13. Mulai Pacaran

10K 1K 33
                                    

Lo diam artinya mulai detik ini kita pacaran.

• • •

Setelah menemani Naya ke toko buku saat di mall, Nael memang sempat mengajaknya untuk makan, menonton bioskop, atau intinya Nael ingin melakukan apa yang dilakukan layaknya orang-orang saat kencan. Akan tetapi, Naya yang nampak jelas masih canggung akan hal tersebut, justru menolaknya dan malah meminta pulang. Bahkan Naya juga sempat menolak tawaran Nael untuk mengantarnya pulang. Karena meskipun hari ini terhitung hari pertama mereka resmi berpacaran, Naya sungguh belum bisa terbiasa dengan hal-hal yang seharusnya merupakan hal yang sangat biasa bagi anak-anak remaja pada umumnya.

Lagi pula sebenarnya Naya lebih nyaman membantu ayahnya menjaga kedai, atau berada di dalam kamarnya. Membaca novel, menonton drama, streaming, atau melakukan apapun aktivitas yang bisa ia lakukan di dalam kamarnya sendiri. Ketimbang harus jalan keluar, main-main. Naya malah tidak nyaman akan hal-hal berbau keramaian seperti itu.

Tepat di depan rumah Naya, Nael berhenti melajukan motornya. Tak lama Naya yang duduk di belakangnya turun seraya membuka helm yang diberikannya.

"Makasih banyak, ya, Kak," kata Naya seraya menyerahkan helm bekas pakainya yang langsung diterima oleh pemiliknya. "Padahal Kakak nggak perlu nganter aku begini."

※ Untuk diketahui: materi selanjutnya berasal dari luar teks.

/// d[zero_idx] is negligible: rotate e[zero_idx] down the diagonal and off
/// the end, updating U columns as the rows mix.
fn chase_zero_row(
    d: &mut [f32],
    e: &mut [f32],
    zero_idx: usize,
    q: usize,
    mut u: Option<&mut [f32]>,
    u_lead: usize,
) {
    let mut f = e[zero_idx];
    e[zero_idx] = 0.0;
    for kk in (zero_idx + 1)..q {
        let (c, s) = rot2(d[kk], f);
        d[kk] = c * d[kk] + s * f;
        if kk < q - 1 {
            f = -s * e[kk];
            e[kk] = c * e[kk];
        }
        if let Some(buf) = u.as_deref_mut() {
            rotate_cols(buf, u_lead, kk, zero_idx, c, s);
        }
    }
}

/// d[q-1] is negligible: rotate e[q-2] up the last column and out,
/// updating V columns as the columns mix.
fn chase_zero_col(
    d: &mut [f32],
    e: &mut [f32],
    p: usize,
    q: usize,
    mut v: Option<&mut [f32]>,
    v_lead: usize,
) {
    let mut f = e[q - 2];
    e[q - 2] = 0.0;
    for kk in (p..q - 1).rev() {
        let (c, s) = rot2(d[kk], f);
        d[kk] = c * d[kk] + s * f;
        if kk > p {
            f = -s * e[kk - 1];
            e[kk - 1] = c * e[kk - 1];
        }
        if let Some(buf) = v.as_deref_mut() {
            rotate_cols(buf, v_lead, kk, q - 1, c, s);
        }
    }
}

/// One Golub-Kahan step on the unreduced block [p, q): Wilkinson shift from
/// the trailing 2x2 of B^T B, then bulge chasing with alternating right and
/// left rotations.
fn qr_step(
    d: &mut [f32],
    e: &mut [f32],
    p: usize,
    q: usize,
    mut u: Option<&mut [f32]>,
    u_lead: usize,
    mut v: Option<&mut [f32]>,
    v_lead: usize,
) {
    let dq1 = d[q - 1];
    let dq2 = d[q - 2];
    let eq2 = e[q - 2];
    let eq3 = if q - 2 > p { e[q - 3] } else { 0.0 };
    let t11 = dq2 * dq2 + eq3 * eq3;
    let t12 = dq2 * eq2;
    let t22 = dq1 * dq1 + eq2 * eq2;
    let delta = 0.5 * (t11 - t22);
    let denom = delta + delta.signum() * (delta * delta + t12 * t12).sqrt();
    let mut mu = if denom != 0.0 { t22 - t12 * t12 / denom } else { t22 };
    if !mu.is_finite() {
        mu = t22;
    }

    let mut y = d[p] * d[p] - mu;
    let mut z = d[p] * e[p];

    for kk in p..q - 1 {
        // Right rotation on columns (kk, kk+1)
        let (c, s) = rot2(y, z);
        if kk > p {
            e[kk - 1] = c * e[kk - 1] + s * z;
        }
        let dk = d[kk];
        let ek = e[kk];
        let dk1 = d[kk + 1];
        d[kk] = c * dk + s * ek;
        e[kk] = -s * dk + c * ek;
        let bulge = s * dk1;
        d[kk + 1] = c * dk1;
        if let Some(buf) = v.as_deref_mut() {
            rotate_cols(buf, v_lead, kk, kk + 1, c, s);
        }

        // Left rotation on rows (kk, kk+1) to annihilate the bulge
        let (c2, s2) = rot2(d[kk], bulge);
        d[kk] = c2 * d[kk] + s2 * bulge;
        let ek = e[kk];
        let dk1 = d[kk + 1];
        e[kk] = c2 * ek + s2 * dk1;
        d[kk + 1] = -s2 * ek + c2 * dk1;
        if kk + 1 < q - 1 {
            let ek1 = e[kk + 1];
            z = s2 * ek1;
            e[kk + 1] = c2 * ek1;
            y = e[kk];
        }
        if let Some(buf) = u.as_deref_mut() {
            rotate_cols(buf, u_lead, kk, kk + 1, c2, s2);
        }
    }
}
//! BLAS Level 3: Matrix-matrix operations.
//!
//! `sgemm` carries the full BLAS contract: C := alpha * op(A) * op(B) +
//! beta * C, with both layouts and independent operand transposition.

use marlin_core::layout::{Layout, Transpose};

// ============================================================================
// SGEMM: Single-precision General Matrix Multiply
// C := alpha * op(A) * op(B) + beta * C
// ============================================================================

/// Single-precision GEMM.
///
/// - `m` - rows of op(A) and C
/// - `n` - columns of op(B) and C
/// - `k` - columns of op(A) and rows of op(B)
/// - `lda`/`ldb`/`ldc` - leading dimensions of the stored operands
// TODO(blocking): this is the straightforward triple loop; a cache-blocked
// panel-packing variant can slot in behind the same signature once the
// bridge's matrix sizes warrant it.
pub fn sgemm(
    layout: Layout,
    trans_a: Transpose,
    trans_b: Transpose,
    m: usize,
    n: usize,
    k: usize,
    alpha: f32,
    a: &[f32],
    lda: usize,
    b: &[f32],
    ldb: usize,
    beta: f32,
    c: &mut [f32],
    ldc: usize,
) {
    // Scale C by beta
    if beta == 0.0 {
        for i in 0..m {
            for j in 0..n {
                c[layout.index(i, j, ldc)] = 0.0;
            }
        }
    } else if beta != 1.0 {
        for i in 0..m {
            for j in 0..n {
                let idx = layout.index(i, j, ldc);
                c[idx] *= beta;
            }
        }
    }

    if alpha == 0.0 || m == 0 || n == 0 || k == 0 {
        return;
    }

    for i in 0..m {
        for j in 0..n {
            let mut sum = 0.0f32;
            for p in 0..k {
                let a_val = match (layout, trans_a) {
                    (Layout::RowMajor, Transpose::NoTrans) => a[i * lda + p],
                    (Layout::RowMajor, Transpose::Trans) => a[p * lda + i],
                    (Layout::ColMajor, Transpose::NoTrans) => a[p * lda + i],
                    (Layout::ColMajor, Transpose::Trans) => a[i * lda + p],
                };
                let b_val = match (layout, trans_b) {
                    (Layout::RowMajor, Transpose::NoTrans) => b[p * ldb + j],
                    (Layout::RowMajor, Transpose::Trans) => b[j * ldb + p],
                    (Layout::ColMajor, Transpose::NoTrans) => b[j * ldb + p],
                    (Layout::ColMajor, Transpose::Trans) => b[p * ldb + j],
                };
                sum += a_val * b_val;
            }
            let idx = layout.index(i, j, ldc);
            c[idx] += alpha * sum;
        }
    }
}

"Gue kan pacar lo. Emang salah kalau ada cowok yang nganter pacarnya balik?" tanya Nael secara terang-terangan tanpa peduli akan jantung Naya yang diam-diam berdebar hebat.

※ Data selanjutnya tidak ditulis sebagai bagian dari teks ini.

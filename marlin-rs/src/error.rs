//! Error taxonomy for the boundary operations.
//!
//! Two tiers: value errors (invalid shapes, empty inputs, zero divisors,
//! bad exponents) are detected before any kernel is invoked and no partial
//! computation occurs; fatal kernel errors carry the routine's numeric
//! status code and are never retried. Use [`LinalgError::is_fatal`] to
//! distinguish caller mistakes from kernel failures.

use std::fmt;

/// Error type for all boundary operations.
#[derive(Debug, Clone, PartialEq)]
pub enum LinalgError {
    /// Operand element count differs from what the operation requires.
    ShapeMismatch {
        /// Which operand of which operation
        context: String,
        /// Element count the shape arguments imply
        expected: usize,
        /// Element count actually supplied
        actual: usize,
    },

    /// Empty operand or zero dimension where at least one element is required.
    EmptyInput {
        /// Operation name
        context: String,
    },

    /// A zero-norm vector where division by the norm is required.
    ZeroNorm {
        /// Operation name
        context: String,
    },

    /// Element-wise division by an exactly-zero divisor element.
    ZeroDivisor {
        /// Index of the first zero element in the divisor
        index: usize,
    },

    /// Scalar division by exactly zero, rejected before any element is
    /// processed.
    ZeroScalarDivisor,

    /// Minkowski exponent below 1.
    InvalidExponent {
        /// The rejected exponent
        p: f64,
    },

    /// The kernel routine reported a nonzero status code.
    Kernel {
        /// Routine name
        routine: &'static str,
        /// Status code as returned by the routine
        info: i32,
    },

    /// The workspace probe reported an unusable scratch-buffer length.
    InvalidWorkspace {
        /// Routine name
        routine: &'static str,
        /// The reported length
        reported: i64,
    },
}

impl fmt::Display for LinalgError {
    fn fmt(&self, f: &mut fmt::Formatter<'_>) -> fmt::Result {
        match self {
            LinalgError::ShapeMismatch {
                context,
                expected,
                actual,
            } => {
                write!(
                    f,
                    "{context}: size mismatch (expected {expected}, got {actual})"
                )
            }
            LinalgError::EmptyInput { context } => {
                write!(f, "{context}: input must not be empty")
            }
            LinalgError::ZeroNorm { context } => {
                write!(f, "{context}: undefined for a zero-norm vector")
            }
            LinalgError::ZeroDivisor { index } => {
                write!(f, "division by zero at element {index}")
            }
            LinalgError::ZeroScalarDivisor => {
                write!(f, "division by zero scalar")
            }
            LinalgError::InvalidExponent { p } => {
                write!(f, "Minkowski distance requires p >= 1 (got {p})")
            }
            LinalgError::Kernel { routine, info } => {
                write!(f, "{routine} failed (info={info})")
            }
            LinalgError::InvalidWorkspace { routine, reported } => {
                write!(f, "{routine} workspace query returned invalid lwork={reported}")
            }
        }
    }
}

impl std::error::Error for LinalgError {}

impl LinalgError {
    /// Whether this is a kernel failure rather than a caller mistake.
    #[must_use]
    pub fn is_fatal(&self) -> bool {
        matches!(
            self,
            LinalgError::Kernel { .. } | LinalgError::InvalidWorkspace { .. }
        )
    }
}

/// Convenience type alias for Results.
pub type Result<T> = std::result::Result<T, LinalgError>;

/// The operand must contain exactly `expected` elements.
pub(crate) fn require_len(context: &str, expected: usize, actual: usize) -> Result<()> {
    if actual != expected {
        return Err(LinalgError::ShapeMismatch {
            context: context.to_string(),
            expected,
            actual,
        });
    }
    Ok(())
}

/// The operand must contain at least one element.
pub(crate) fn require_nonempty(context: &str, len: usize) -> Result<()> {
    if len == 0 {
        return Err(LinalgError::EmptyInput {
            context: context.to_string(),
        });
    }
    Ok(())
}
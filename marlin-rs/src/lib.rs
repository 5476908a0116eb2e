//! # Marlin
//!
//! `marlin-rs` is the host-facing boundary of the marlin dense
//! linear-algebra bridge. It accepts flat row-major `f32` buffers,
//! validates them before any kernel runs, marshals matrices into the
//! column-major form the kernels consume, and converts results back.
//!
//! Operations:
//!
//! - vectors: [`dot`], [`norm`], [`normalize`], [`distance`]
//! - matrices: [`matrix_binary_op`], [`matrix_scalar_op`], [`matmul`]
//! - decomposition: [`svd`] via the two-phase workspace protocol
//!
//! Every call is synchronous, owns its buffers exclusively, and holds no
//! state across calls. Failures are typed [`LinalgError`] values; value
//! errors surface before any kernel is invoked, kernel failures carry the
//! routine's status code.

pub mod error;
pub mod matrix_ops;
pub mod svd;
pub mod vector_ops;

pub use error::{LinalgError, Result};
pub use matrix_ops::{matmul, matrix_binary_op, matrix_scalar_op, BinaryOp, ScalarOp};
pub use svd::{svd, SvdResult};
pub use vector_ops::{distance, dot, norm, normalize, DistanceMethod, NormMethod};

pub use marlin_core::layout::SvdJob;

"Ng- nggak gitu, Kak," Naya meralat. "Tapi kan aku bisa pulang sendiri?"

"Gue nggak mau lo sendirian lagi. Besok juga," Nael memberi jeda sejenak. "ke sekolahnya jangan naik bus."

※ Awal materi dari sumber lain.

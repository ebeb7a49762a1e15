//! Memory region registration.

use std::ffi::c_void;
use std::io::{self, Error as IoError};
use std::marker::PhantomData;
use std::ops::{BitOr, BitOrAssign, Deref, DerefMut};
use std::ptr::NonNull;

use log::trace;
use rdma_sys::*;
use thiserror::Error;

use crate::cm::endpoint::Endpoint;

/// Memory region access permissions granted to the adapter and, for the
/// remote flags, to the peer.
///
/// A pure send buffer needs no permissions at all ([`Permission::EMPTY`]);
/// a receive buffer needs [`Permission::LOCAL_WRITE`] because the adapter
/// writes the incoming payload into it.
#[derive(Debug, Clone, Copy, PartialEq, Eq)]
pub struct Permission(ibv_access_flags);

impl Permission {
    pub const EMPTY: Self = Self(ibv_access_flags(0));
    pub const LOCAL_WRITE: Self = Self(ibv_access_flags::IBV_ACCESS_LOCAL_WRITE);
    pub const REMOTE_READ: Self = Self(ibv_access_flags::IBV_ACCESS_REMOTE_READ);
    pub const REMOTE_WRITE: Self = Self(ibv_access_flags::IBV_ACCESS_REMOTE_WRITE);
    pub const REMOTE_ATOMIC: Self = Self(ibv_access_flags::IBV_ACCESS_REMOTE_ATOMIC);
}

impl From<Permission> for i32 {
    fn from(p: Permission) -> Self {
        p.0 .0 as _
    }
}

impl BitOr for Permission {
    type Output = Self;

    fn bitor(self, rhs: Self) -> Self::Output {
        Self(self.0 | rhs.0)
    }
}

impl BitOrAssign for Permission {
    fn bitor_assign(&mut self, rhs: Self) {
        self.0 |= rhs.0;
    }
}

/// Memory registration error. Fatal for the buffer in question; there is
/// nothing to retry.
#[derive(Debug, Error)]
pub enum RegistrationError {
    /// Zero-length buffers cannot be registered.
    #[error("cannot register an empty buffer")]
    EmptyBuffer,

    /// The adapter rejected the registration (bad access-flag combination
    /// or memory pinning failure).
    #[error("memory registration failed")]
    Register(#[source] io::Error),
}

/// A registered memory region over an owned buffer.
///
/// The buffer is heap-allocated, pinned for the lifetime of the region,
/// and registered under the protection domain of the endpoint it was
/// created from. The region is deregistered on drop; the caller must have
/// drained every work request referencing it by then.
///
/// The borrow of the endpoint keeps the region from outliving the
/// protection domain it belongs to.
pub struct Mr<'a> {
    buf: Box<[u8]>,
    mr: NonNull<ibv_mr>,
    pd: *mut ibv_pd,
    _ep: PhantomData<&'a Endpoint>,
}

impl<'a> Mr<'a> {
    /// Allocate a zero-filled buffer of `len` bytes and register it.
    pub fn zeroed(ep: &'a Endpoint, len: usize, perm: Permission) -> Result<Self, RegistrationError> {
        if len == 0 {
            return Err(RegistrationError::EmptyBuffer);
        }
        Self::reg(ep, vec![0u8; len].into_boxed_slice(), perm)
    }

    /// Allocate a buffer holding a copy of `content` and register it.
    pub fn with_content(
        ep: &'a Endpoint,
        content: &[u8],
        perm: Permission,
    ) -> Result<Self, RegistrationError> {
        if content.is_empty() {
            return Err(RegistrationError::EmptyBuffer);
        }
        Self::reg(ep, content.to_vec().into_boxed_slice(), perm)
    }

    fn reg(ep: &'a Endpoint, buf: Box<[u8]>, perm: Permission) -> Result<Self, RegistrationError> {
        let pd = ep.pd().as_ptr();
        // SAFETY: FFI; `buf` is heap-pinned and outlives the registration.
        let mr = unsafe {
            ibv_reg_mr(
                pd,
                buf.as_ptr() as *mut c_void,
                buf.len(),
                perm.into(),
            )
        };
        let mr = NonNull::new(mr).ok_or_else(|| RegistrationError::Register(IoError::last_os_error()))?;
        trace!("registered {}B memory region", buf.len());
        Ok(Self {
            buf,
            mr,
            pd,
            _ep: PhantomData,
        })
    }

    /// Get the start address of the registered buffer.
    #[inline]
    pub fn addr(&self) -> *mut u8 {
        self.buf.as_ptr() as *mut u8
    }

    /// Get the length of the registered buffer.
    #[allow(clippy::len_without_is_empty)]
    #[inline]
    pub fn len(&self) -> usize {
        self.buf.len()
    }

    /// Get the local key of the memory region.
    #[inline]
    pub fn lkey(&self) -> u32 {
        // SAFETY: the `ibv_mr` instance is valid.
        unsafe { (*self.mr.as_ptr()).lkey }
    }

    /// Get an [`MrSlice`] covering the whole region, usable in work
    /// requests.
    #[inline]
    pub fn as_slice(&self) -> MrSlice<'_> {
        MrSlice {
            addr: self.addr(),
            len: self.len(),
            lkey: self.lkey(),
            pd: self.pd,
            _marker: PhantomData,
        }
    }
}

impl Deref for Mr<'_> {
    type Target = [u8];

    #[inline]
    fn deref(&self) -> &Self::Target {
        &self.buf
    }
}

impl DerefMut for Mr<'_> {
    #[inline]
    fn deref_mut(&mut self) -> &mut Self::Target {
        &mut self.buf
    }
}

impl Drop for Mr<'_> {
    fn drop(&mut self) {
        // SAFETY: registered exactly once, deregistered exactly once.
        let ret = unsafe { ibv_dereg_mr(self.mr.as_ptr()) };
        if ret != 0 {
            log::error!("cannot deregister memory region: errno {ret}");
        }
    }
}

/// A (address, length, local key) descriptor referencing a registered
/// buffer, plus the identity of the protection domain the registration
/// belongs to. Posting verifies the domain against the queue pair's.
#[derive(Debug, Clone, Copy)]
pub struct MrSlice<'a> {
    addr: *mut u8,
    len: usize,
    lkey: u32,
    pd: *mut ibv_pd,
    _marker: PhantomData<&'a ()>,
}

impl MrSlice<'_> {
    #[inline]
    pub fn addr(&self) -> *mut u8 {
        self.addr
    }

    #[allow(clippy::len_without_is_empty)]
    #[inline]
    pub fn len(&self) -> usize {
        self.len
    }

    #[inline]
    pub fn lkey(&self) -> u32 {
        self.lkey
    }

    pub(crate) fn pd(&self) -> *mut ibv_pd {
        self.pd
    }
}

#[cfg(test)]
mod tests {
    use super::*;

    #[test]
    fn permission_bits_combine() {
        let send = Permission::EMPTY;
        assert_eq!(i32::from(send), 0);

        let recv = Permission::LOCAL_WRITE;
        assert_ne!(i32::from(recv), 0);

        let mut remote = Permission::REMOTE_READ | Permission::REMOTE_WRITE;
        remote |= Permission::LOCAL_WRITE;
        let raw = i32::from(remote);
        assert_ne!(raw & i32::from(Permission::REMOTE_READ), 0);
        assert_ne!(raw & i32::from(Permission::REMOTE_WRITE), 0);
        assert_ne!(raw & i32::from(Permission::LOCAL_WRITE), 0);
        assert_eq!(raw & i32::from(Permission::REMOTE_ATOMIC), 0);
    }
}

"Lho? Kalau nggak naik bus, aku naik apa, Kak? Ayah nggak bisa nganterin aku. Kalau jalan kaki juga kejauhan, nanti aku telat."

"Gue jemput. Kita bareng." Nael menandas.

"Ba- ba- reng?" tanya gadis itu yang mendadak tergagap.

"Iya bareng," ucap Nael dengan entengnya. "Gue rasa itu hal yang lumrah bagi orang pacaran. Iya kan?"

Sementara Naya yang mendengarnya benar-benar sudah tidak bisa lagi menahan salah tingkahnya. "Iya, sih," balasnya ragu-ragu.

"Oiya, gue pinjem ponsel lo dong." Tiba-tiba Nael menengadahkan tangannya ke arah Naya.

Naya memerhatikannya bingung. "Buat apa, Kak?"

"Pinjem aja."

Tak lama gadis itu menyodorkan benda pipih miliknya, yang segera disambar oleh Nael. Ia sempat bingung ketika ia lihat jari Nael bergerak menekan nomor teleponnya sendiri, lalu menyentuh ikon panggil.

"Kakak manggil nomor siapa?"

Nael menggeleng. Sampai saat ponsel dalam saku celananya berdering, barulah ia mematikan panggilan tersebut. Lalu menyerahkan kembali benda canggih itu pada pemiliknya.

"Itu nomor gue. Jangan lupa save."

"Ponsel Kakak udah bisa?"

Nael mengeluarkan ponselnya. Menunjukkannya pada Naya. "Ini gue beli baru. Yang lo rusak kemarin nggak bisa dibetulin."

🌺

Dengan ditemani angin malam yang terasa meniup sepoi-sepoi menyapa kulit, di balkon kamarnya, Nata menenggerkan kedua lengannya pada pagar penjaga besi di hadapannya yang hanya setinggi pinggangnya itu. Sepasang matanya nampak memerhatikan sebuah rumah yang berada di seberang rumahnya. Sampai ketika, ia melihat kembali apa yang dia lihat beberapa lalu. Nata melihat Naya baru saja turun dari jok motor yang Nael tunggangi.